**Exercise requirements**
Consider the listing below. Extract exactly the lines from the line containing "impl Serialize for ExceptionCode" to the line containing "pub fn format_time(time: NaiveTime)", both included.

**Records shown**
use crate::error::InternalError;

use scursor::WriteCursor;

pub(crate) trait Serialize {
    fn serialize(&self, cursor: &mut WriteCursor) -> Result<(), InternalError>;
}
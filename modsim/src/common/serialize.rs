use crate::common::bits::{num_bytes_for_bits, pack_bits};
use crate::common::traits::Serialize;
use crate::error::InternalError;
use crate::exception::ExceptionCode;

use scursor::WriteCursor;

/// Bit values of a read coils / read discrete inputs response
pub(crate) struct BitValues<'a> {
    values: &'a [u16],
}

/// Word values of a read holding / input registers response
pub(crate) struct RegisterValues<'a> {
    values: &'a [u16],
}

impl<'a> BitValues<'a> {
    pub(crate) fn new(values: &'a [u16]) -> Self {
        Self { values }
    }
}

impl<'a> RegisterValues<'a> {
    pub(crate) fn new(values: &'a [u16]) -> Self {
        Self { values }
    }
}

fn byte_count(count: usize) -> Result<u8, InternalError> {
    u8::try_from(count).map_err(|_| InternalError::BadByteCount(count))
}

impl Serialize for ExceptionCode {
    fn serialize(&self, cursor: &mut WriteCursor) -> Result<(), InternalError> {
        cursor.write_u8((*self).into())?;
        Ok(())
    }
}

impl Serialize for BitValues<'_> {
    fn serialize(&self, cursor: &mut WriteCursor) -> Result<(), InternalError> {
        let count = u16::try_from(self.values.len())
            .map_err(|_| InternalError::BadByteCount(self.values.len()))?;
        cursor.write_u8(byte_count(num_bytes_for_bits(count))?)?;
        for byte in pack_bits(self.values) {
            cursor.write_u8(byte)?;
        }
        Ok(())
    }
}

impl Serialize for RegisterValues<'_> {
    fn serialize(&self, cursor: &mut WriteCursor) -> Result<(), InternalError> {
        cursor.write_u8(byte_count(2 * self.values.len())?)?;
        for value in self.values {
            cursor.write_u16_be(*value)?;
        }
        Ok(())
    }
}
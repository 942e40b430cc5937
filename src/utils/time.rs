use chrono::{Local, NaiveDate, NaiveTime, Timelike};

pub fn today_date() -> NaiveDate {
    Local::now().date_naive()
}

/// Current wall-clock time, truncated to whole seconds for storage.
pub fn current_time() -> NaiveTime {
    Local::now().time().with_nanosecond(0).unwrap()
}

pub fn format_time(time: NaiveTime) -> String {
    time.format("%H:%M:%S").to_string()
}

pub fn format_opt_time(time: Option<NaiveTime>) -> String {
    match time {
        Some(time) => format_time(time),
        None => "-".to_string(),
    }
}

pub fn format_now() -> String {
    Local::now().format("%Y-%m-%d %H:%M:%S").to_string()
}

**Reply to the task**
impl Serialize for ExceptionCode {
    fn serialize(&self, cursor: &mut WriteCursor) -> Result<(), InternalError> {
        cursor.write_u8((*self).into())?;
        Ok(())
    }
}

impl Serialize for BitValues<'_> {
    fn serialize(&self, cursor: &mut WriteCursor) -> Result<(), InternalError> {
        let count = u16::try_from(self.values.len())
            .map_err(|_| InternalError::BadByteCount(self.values.len()))?;
        cursor.write_u8(byte_count(num_bytes_for_bits(count))?)?;
        for byte in pack_bits(self.values) {
            cursor.write_u8(byte)?;
        }
        Ok(())
    }
}

impl Serialize for RegisterValues<'_> {
    fn serialize(&self, cursor: &mut WriteCursor) -> Result<(), InternalError> {
        cursor.write_u8(byte_count(2 * self.values.len())?)?;
        for value in self.values {
            cursor.write_u16_be(*value)?;
        }
        Ok(())
    }
}
repository 942e40b430cc5937
filename src/utils/time.rs
use chrono::{Local, NaiveDate, NaiveTime, Timelike};

pub fn today_date() -> NaiveDate {
    Local::now().date_naive()
}

/// Current wall-clock time, truncated to whole seconds for storage.
pub fn current_time() -> NaiveTime {
    Local::now().time().with_nanosecond(0).unwrap()
}

pub fn format_time(time: NaiveTime) -> String {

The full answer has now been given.